„Sprache ist eine Brücke; sowohl der, der sie zerstört, als auch der, der sie errichtet, ist der Mensch.“ (Anonym)
Die Türkei steht an der Schwelle zu einer neuen und hoffnungsvollen Phase in der Lösung eines tief verwurzelten gesellschaftlichen Problems, das sie seit vielen Jahren mit sich trägt. Der Waffenverzicht der PKK und ihre offizielle Selbstauflösung sind die deutlichsten Anzeichen dafür, dass das Terrorproblem faktisch beendet ist.

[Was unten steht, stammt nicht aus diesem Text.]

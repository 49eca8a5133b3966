//! Retry Controller: bounded retries with exponential backoff and
//! transport-level device reset. Deliberately finite — `spec.md` §9 calls
//! out the source's "retry forever" / "ZERO FAILURE MODE" as an
//! anti-pattern this repository does not reproduce.

use device_pool::Pool;
use device_transport::{DeviceHandle, Serializer, TransportError};
use std::time::Duration;
use tracing::{error, warn};

/// Budget parameters from `spec.md` §4.5.
#[derive(Debug, Clone)]
pub struct RetryBudget {
    pub max_attempts: u32,
    pub base_backoff: Duration,
    pub backoff_multiplier: u32,
    pub backoff_cap: Duration,
    pub reset_after_failures: u32,
}

impl Default for RetryBudget {
    fn default() -> Self {
        RetryBudget {
            max_attempts: 4,
            base_backoff: Duration::from_millis(400),
            backoff_multiplier: 2,
            backoff_cap: Duration::from_secs(3),
            reset_after_failures: 3,
        }
    }
}

/// `ShortFrame`/`InvalidHex` signal protocol drift rather than a transient
/// hardware hiccup, so they're retriable under a stricter cap than
/// `PortOpen`/`NoData`.
fn stricter_cap(err: &TransportError) -> bool {
    matches!(
        err,
        TransportError::ShortFrame(_) | TransportError::InvalidHex { .. }
    )
}

/// Surfaced once the budget is exhausted, carrying the last cause.
#[derive(Debug, thiserror::Error)]
#[error("device unavailable after retries: {cause}")]
pub struct DeviceUnavailable {
    #[source]
    pub cause: TransportError,
}

pub struct RetryController {
    budget: RetryBudget,
}

impl RetryController {
    pub fn new(budget: RetryBudget) -> Self {
        RetryController { budget }
    }

    /// Run `op` against `device` through `serializer`, retrying on
    /// retriable failures up to the configured budget. `pool` is updated
    /// with success/failure counters and is consulted to decide whether a
    /// transport-level reset is due.
    pub async fn call_with_retry<T, F, Fut>(
        &self,
        serializer: &Serializer,
        pool: &Pool,
        device: &DeviceHandle,
        mut op: F,
    ) -> Result<T, DeviceUnavailable>
    where
        F: FnMut() -> Fut,
        Fut: std::future::Future<Output = Result<T, TransportError>>,
    {
        let device_id = device.id().to_owned();
        let mut short_frame_attempts = 0u32;
        let mut last_err: Option<TransportError> = None;

        for attempt in 1..=self.budget.max_attempts {
            match op().await {
                Ok(value) => {
                    pool.mark_success(&device_id);
                    return Ok(value);
                }
                Err(err) => {
                    if stricter_cap(&err) {
                        short_frame_attempts += 1;
                    }
                    pool.mark_failure(&device_id);
                    warn!(device = %device_id, attempt, error = %err, "device operation failed");

                    let stricter_exhausted =
                        stricter_cap(&err) && short_frame_attempts >= self.budget.max_attempts.min(2);
                    last_err = Some(err);

                    if attempt == self.budget.max_attempts || stricter_exhausted {
                        break;
                    }

                    if self.should_reset(pool, &device_id) {
                        if let Err(reset_err) = serializer.reset_device(device).await {
                            warn!(device = %device_id, error = %reset_err, "device reset failed");
                        } else {
                            pool.note_reset(&device_id);
                        }
                    }

                    let backoff = self.backoff_for(attempt);
                    tokio::time::sleep(backoff).await;
                }
            }
        }

        let cause = last_err.expect("loop always runs at least once and records a failure");
        error!(device = %device_id, cause = %cause, "device unavailable after retries");
        Err(DeviceUnavailable { cause })
    }

    fn should_reset(&self, pool: &Pool, device_id: &str) -> bool {
        pool.health_snapshot()
            .into_iter()
            .find(|(id, _)| id == device_id)
            .map(|(_, health)| health.consecutive_failures >= self.budget.reset_after_failures)
            .unwrap_or(false)
    }

    fn backoff_for(&self, attempt: u32) -> Duration {
        let scaled = self.budget.base_backoff
            * self.budget.backoff_multiplier.saturating_pow(attempt.saturating_sub(1));
        scaled.min(self.budget.backoff_cap)
    }
}
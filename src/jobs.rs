//! The unit of work the Job Queue carries, and the flat response shape
//! every front-end (HTTP, pub/sub) serializes back to its caller.
//!
//! `spec.md` §7: "The Worker never propagates exceptions back across the
//! Job Queue as raw panics; it always records a structured
//! `{success:false, error}` result." [`dispatch`] is where that rule lives.

use crate::orchestrator::{Orchestrator, OrchestratorError};
use serde::{Deserialize, Serialize};

#[derive(Debug, Clone)]
pub enum JobRequest {
    GetIdentity,
    GetCw {
        identity: String,
    },
    GetRw {
        cw: String,
    },
    Authenticate {
        identity: String,
        cw: String,
        rw: String,
        transaction_id: String,
    },
    FullAuth,
}

/// The JSON shape every HTTP/pub-sub endpoint in `spec.md` §6 returns —
/// a superset of fields with only the ones relevant to the request
/// populated.
#[derive(Debug, Clone, Default, Serialize, Deserialize)]
#[serde(rename_all = "camelCase")]
pub struct JobResponse {
    pub success: bool,
    #[serde(skip_serializing_if = "Option::is_none")]
    pub error: Option<String>,
    #[serde(skip_serializing_if = "Option::is_none")]
    pub identity: Option<String>,
    #[serde(skip_serializing_if = "Option::is_none")]
    pub cw: Option<String>,
    #[serde(skip_serializing_if = "Option::is_none")]
    pub transaction_id: Option<String>,
    #[serde(skip_serializing_if = "Option::is_none")]
    pub rw: Option<String>,
    #[serde(skip_serializing_if = "Option::is_none")]
    pub auth_result: Option<String>,
    #[serde(skip_serializing_if = "Option::is_none")]
    pub claim_id: Option<String>,
}

impl JobResponse {
    fn ok() -> Self {
        JobResponse {
            success: true,
            ..Default::default()
        }
    }

    fn failed(err: OrchestratorError) -> Self {
        JobResponse {
            success: false,
            error: Some(err.to_string()),
            ..Default::default()
        }
    }
}

/// Run one job against the Orchestrator, normalizing any error into a
/// structured `{success:false, error}` response rather than letting a
/// panic or a bare `Result::Err` reach the Worker's caller.
pub async fn dispatch(orchestrator: &Orchestrator, req: JobRequest) -> JobResponse {
    match req {
        JobRequest::GetIdentity => match orchestrator.get_identity().await {
            Ok(identity) => JobResponse {
                identity: Some(identity),
                ..JobResponse::ok()
            },
            Err(e) => JobResponse::failed(e),
        },
        JobRequest::GetCw { identity } => match orchestrator.get_cw(&identity).await {
            Ok((cw, transaction_id)) => JobResponse {
                cw: Some(cw),
                transaction_id: Some(transaction_id),
                ..JobResponse::ok()
            },
            Err(e) => JobResponse::failed(e),
        },
        JobRequest::GetRw { cw } => match orchestrator.get_rw(&cw).await {
            Ok(rw) => JobResponse {
                rw: Some(rw),
                ..JobResponse::ok()
            },
            Err(e) => JobResponse::failed(e),
        },
        JobRequest::Authenticate {
            identity,
            cw,
            rw,
            transaction_id,
        } => match orchestrator
            .authenticate(&identity, &cw, &rw, &transaction_id)
            .await
        {
            Ok((auth_result, claim_id)) => JobResponse {
                auth_result: Some(auth_result),
                claim_id,
                ..JobResponse::ok()
            },
            Err(e) => JobResponse::failed(e),
        },
        JobRequest::FullAuth => match orchestrator.full_auth().await {
            Ok(r) => JobResponse {
                identity: Some(r.identity),
                cw: Some(r.cw),
                rw: Some(r.rw),
                auth_result: Some(r.auth_result),
                claim_id: r.claim_id,
                ..JobResponse::ok()
            },
            Err(e) => JobResponse::failed(e),
        },
    }
}
//! Job Queue: a bounded FIFO with exactly one Worker, each job correlated
//! to its producer by a `tokio::oneshot` reply handed out at enqueue time.
//!
//! The vendor reference tool polls a shared `response_map` dict guarded by
//! a lock (`spec.md` §9 "Correlation-map polling"). This replaces that with
//! a channel/future handed to the producer directly, so there is nothing to
//! poll and nothing to leak if the producer stops waiting.

use tokio::sync::{mpsc, oneshot};
use tracing::debug;
use uuid::Uuid;

pub type JobId = Uuid;

struct Envelope<Req, Resp> {
    id: JobId,
    payload: Req,
    reply: oneshot::Sender<Resp>,
}

#[derive(Debug, thiserror::Error)]
pub enum QueueError {
    #[error("job queue is closed (no Worker is running)")]
    Closed,
    #[error("the Worker dropped this job's reply before completing it")]
    ResultLost,
}

/// The producer-facing handle. Cheap to clone — every front-end (HTTP,
/// pub/sub) holds one.
pub struct Queue<Req, Resp> {
    sender: mpsc::Sender<Envelope<Req, Resp>>,
}

impl<Req, Resp> Clone for Queue<Req, Resp> {
    fn clone(&self) -> Self {
        Queue {
            sender: self.sender.clone(),
        }
    }
}

impl<Req, Resp> Queue<Req, Resp>
where
    Req: Send + 'static,
    Resp: Send + 'static,
{
    /// Create a bounded queue and its single `Worker`. `capacity` bounds
    /// how many jobs may be outstanding before `enqueue_and_wait` itself
    /// starts to block — a deliberate backpressure point, not a queue that
    /// grows without limit.
    pub fn new(capacity: usize) -> (Self, Worker<Req, Resp>) {
        let (sender, receiver) = mpsc::channel(capacity);
        (Queue { sender }, Worker { receiver })
    }

    /// Enqueue `payload` and wait for the Worker's result.
    ///
    /// If the caller stops polling this future (e.g. it times out at a
    /// higher layer and is dropped), the Worker still completes the job —
    /// the reply send then simply fails and is discarded; nothing leaks
    /// and nothing double-delivers.
    pub async fn enqueue_and_wait(&self, payload: Req) -> Result<Resp, QueueError> {
        let (reply, reply_rx) = oneshot::channel();
        let id = Uuid::new_v4();
        self.sender
            .send(Envelope { id, payload, reply })
            .await
            .map_err(|_| QueueError::Closed)?;
        reply_rx.await.map_err(|_| QueueError::ResultLost)
    }
}

/// The single consumer. Dropping `Worker` without calling `run` closes the
/// queue for every producer.
pub struct Worker<Req, Resp> {
    receiver: mpsc::Receiver<Envelope<Req, Resp>>,
}

impl<Req, Resp> Worker<Req, Resp>
where
    Req: Send + 'static,
    Resp: Send + 'static,
{
    /// Dequeue jobs one at a time, in order, dispatching each to `dispatch`
    /// before looking at the next. This funnels every hardware-touching
    /// operation through a single scheduling point, complementing the
    /// Serializer one layer down.
    pub async fn run<F, Fut>(mut self, mut dispatch: F)
    where
        F: FnMut(Req) -> Fut,
        Fut: std::future::Future<Output = Resp>,
    {
        while let Some(envelope) = self.receiver.recv().await {
            debug!(job_id = %envelope.id, "dequeued job");
            let result = dispatch(envelope.payload).await;
            // Late producer (timed out and stopped waiting): send fails,
            // we drop the result. No leak, no double-deliver.
            let _ = envelope.reply.send(result);
        }
    }
}
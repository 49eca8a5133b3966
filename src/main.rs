use clap::Parser;
use gateway_mediator::config::{self, GatewayConfig};
use gateway_mediator::{build_runtime, http, hub_register, pubsub};
use tracing::info;

#[derive(Parser, Debug)]
#[command(name = "gateway-mediator", version)]
struct Cli {
    /// Path to the TOML config file. Falls back to
    /// `GATEWAY_MEDIATOR_CONFIG`, then `config::DEFAULT_CONFIG_PATH`.
    #[arg(long)]
    config: Option<String>,
}

#[tokio::main]
async fn main() {
    tracing_subscriber::fmt()
        .with_env_filter(tracing_subscriber::EnvFilter::from_default_env())
        .init();
    info!(version = env!("CARGO_PKG_VERSION"), "gateway-mediator starting");

    let cli = Cli::parse();
    let config_path = cli
        .config
        .or_else(|| std::env::var("GATEWAY_MEDIATOR_CONFIG").ok())
        .unwrap_or_else(|| config::DEFAULT_CONFIG_PATH.to_owned());

    let config: GatewayConfig = match config::load_config_from_path(std::path::Path::new(&config_path)) {
        Ok(c) => c,
        Err(e) => {
            eprintln!("FATAL: failed to load config from '{config_path}': {e}");
            std::process::exit(1);
        }
    };

    let http_bind = config.http.bind.clone();
    let mqtt = config.mqtt.clone();
    let hub = config.hub.clone();

    let runtime = build_runtime(config);
    let app_state = http::AppState::new(runtime.queue.clone(), runtime.pool.clone());

    if let Some(mqtt) = mqtt {
        let bridge = pubsub::PubSubBridge::new(
            &mqtt.broker_host,
            mqtt.broker_port,
            &mqtt.device_id,
            runtime.queue.clone(),
        );
        tokio::spawn(bridge.run());
        info!(host = mqtt.broker_host, port = mqtt.broker_port, "pub/sub bridge started");
    } else {
        info!("no [mqtt] section configured, pub/sub front-end disabled");
    }

    if let Some(hub) = hub {
        let local_port = local_port_from_bind(&http_bind);
        tokio::spawn(hub_register::run(hub.url.clone(), hub.device_name.clone(), local_port));
        info!(url = hub.url, "hub registration task started");
    } else {
        info!("no [hub] section configured, hub registration disabled");
    }

    let listener = match tokio::net::TcpListener::bind(&http_bind).await {
        Ok(l) => l,
        Err(e) => {
            eprintln!("FATAL: failed to bind HTTP listener on '{http_bind}': {e}");
            std::process::exit(1);
        }
    };
    info!(bind = http_bind, "HTTP front-end listening");

    if let Err(e) = axum::serve(listener, http::router(app_state))
        .with_graceful_shutdown(shutdown_signal())
        .await
    {
        eprintln!("FATAL: HTTP server error: {e}");
        std::process::exit(1);
    }
}

fn local_port_from_bind(bind: &str) -> u16 {
    bind.rsplit_once(':')
        .and_then(|(_, port)| port.parse().ok())
        .unwrap_or(8000)
}

async fn shutdown_signal() {
    let ctrl_c = async {
        tokio::signal::ctrl_c()
            .await
            .expect("failed to install Ctrl+C handler");
    };

    #[cfg(unix)]
    let terminate = async {
        tokio::signal::unix::signal(tokio::signal::unix::SignalKind::terminate())
            .expect("failed to install SIGTERM handler")
            .recv()
            .await;
    };
    #[cfg(not(unix))]
    let terminate = std::future::pending::<()>();

    tokio::select! {
        _ = ctrl_c => {}
        _ = terminate => {}
    }
    info!("shutdown signal received, draining HTTP connections");
}
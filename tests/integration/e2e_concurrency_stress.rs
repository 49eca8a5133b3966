//! End-to-end scenario 6 from `spec.md` §8: 20 concurrent `get-identity`
//! calls against a single mocked device must never overlap in time, and
//! every caller must get back a valid identity.

use cloud_client::{CloudClient, PollConfig};
use device_pool::Pool;
use device_retry::{RetryBudget, RetryController};
use device_transport::{DeviceHandle, Serializer, Transport, TransportTimings};
use gateway_mediator::orchestrator::{Credentials, Orchestrator};
use mediator_test_support::{identity_wire, recording_device, spawn_mock_cloud, CallLog, MockCloudScript};
use std::sync::Arc;
use std::time::Duration;

fn fast_timings() -> TransportTimings {
    TransportTimings {
        quiet_period: Duration::from_millis(1),
        settle: Duration::ZERO,
        read_timeout: Duration::from_millis(200),
        inter_byte_stall: Duration::from_millis(50),
        cooldown: Duration::ZERO,
        ghost_read_limit: 5,
    }
}

fn fast_budget() -> RetryBudget {
    RetryBudget {
        max_attempts: 2,
        base_backoff: Duration::from_millis(1),
        backoff_multiplier: 2,
        backoff_cap: Duration::from_millis(5),
        reset_after_failures: 5,
    }
}

#[tokio::test]
async fn twenty_concurrent_identity_reads_never_overlap() {
    let mut id = [0u8; 16];
    id[0] = 0x10;
    let wire = identity_wire(&[0u8; 16], &id);

    let log = CallLog::new();
    let device = DeviceHandle::Mock {
        id: "d0".into(),
        exchange: recording_device(wire, Duration::from_millis(5), Arc::clone(&log)),
    };
    let pool = Arc::new(Pool::new(5));
    pool.register(device);

    let serializer = Arc::new(Serializer::new(Transport::new(fast_timings())));
    let retry = Arc::new(RetryController::new(fast_budget()));
    let mock_cloud = spawn_mock_cloud(MockCloudScript::default()).await;
    let cloud = CloudClient::with_urls(mock_cloud.urls);

    let orchestrator = Arc::new(Orchestrator::new(
        serializer,
        pool,
        retry,
        cloud,
        Credentials {
            username: "u".into(),
            password: "p".into(),
        },
        PollConfig::default(),
        status_led::StatusLed::init(),
    ));

    let mut handles = Vec::new();
    for _ in 0..20 {
        let orchestrator = Arc::clone(&orchestrator);
        handles.push(tokio::spawn(async move { orchestrator.get_identity().await }));
    }

    for h in handles {
        let identity = h.await.unwrap().unwrap();
        assert_eq!(identity.len(), 64);
    }

    assert_eq!(log.call_count(), 20);
    assert!(log.all_disjoint(), "two device exchanges overlapped in time");
}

Diese Entwicklung stellt nicht nur im Bereich der Sicherheit, sondern auch in der Gestaltung der Politik, des gesellschaftlichen Konsenses und der demokratischen Zukunft einen historischen Wendepunkt dar.
Gleichzeitig zeigt die Einrichtung einer Kommission durch die Große Nationalversammlung der Türkei (TBMM), um den Prozess auf eine rechtliche Grundlage zu stellen, dass das politische System diese Entwicklung mit der nötigen Ernsthaftigkeit behandelt. Jeder einzelne Schritt markiert einen historischen Moment im Prozess des Waffenverzichts und der Auflösung. Die Türkei steht sowohl politisch als auch gesellschaftlich vor dem Eintritt in eine neue Ära.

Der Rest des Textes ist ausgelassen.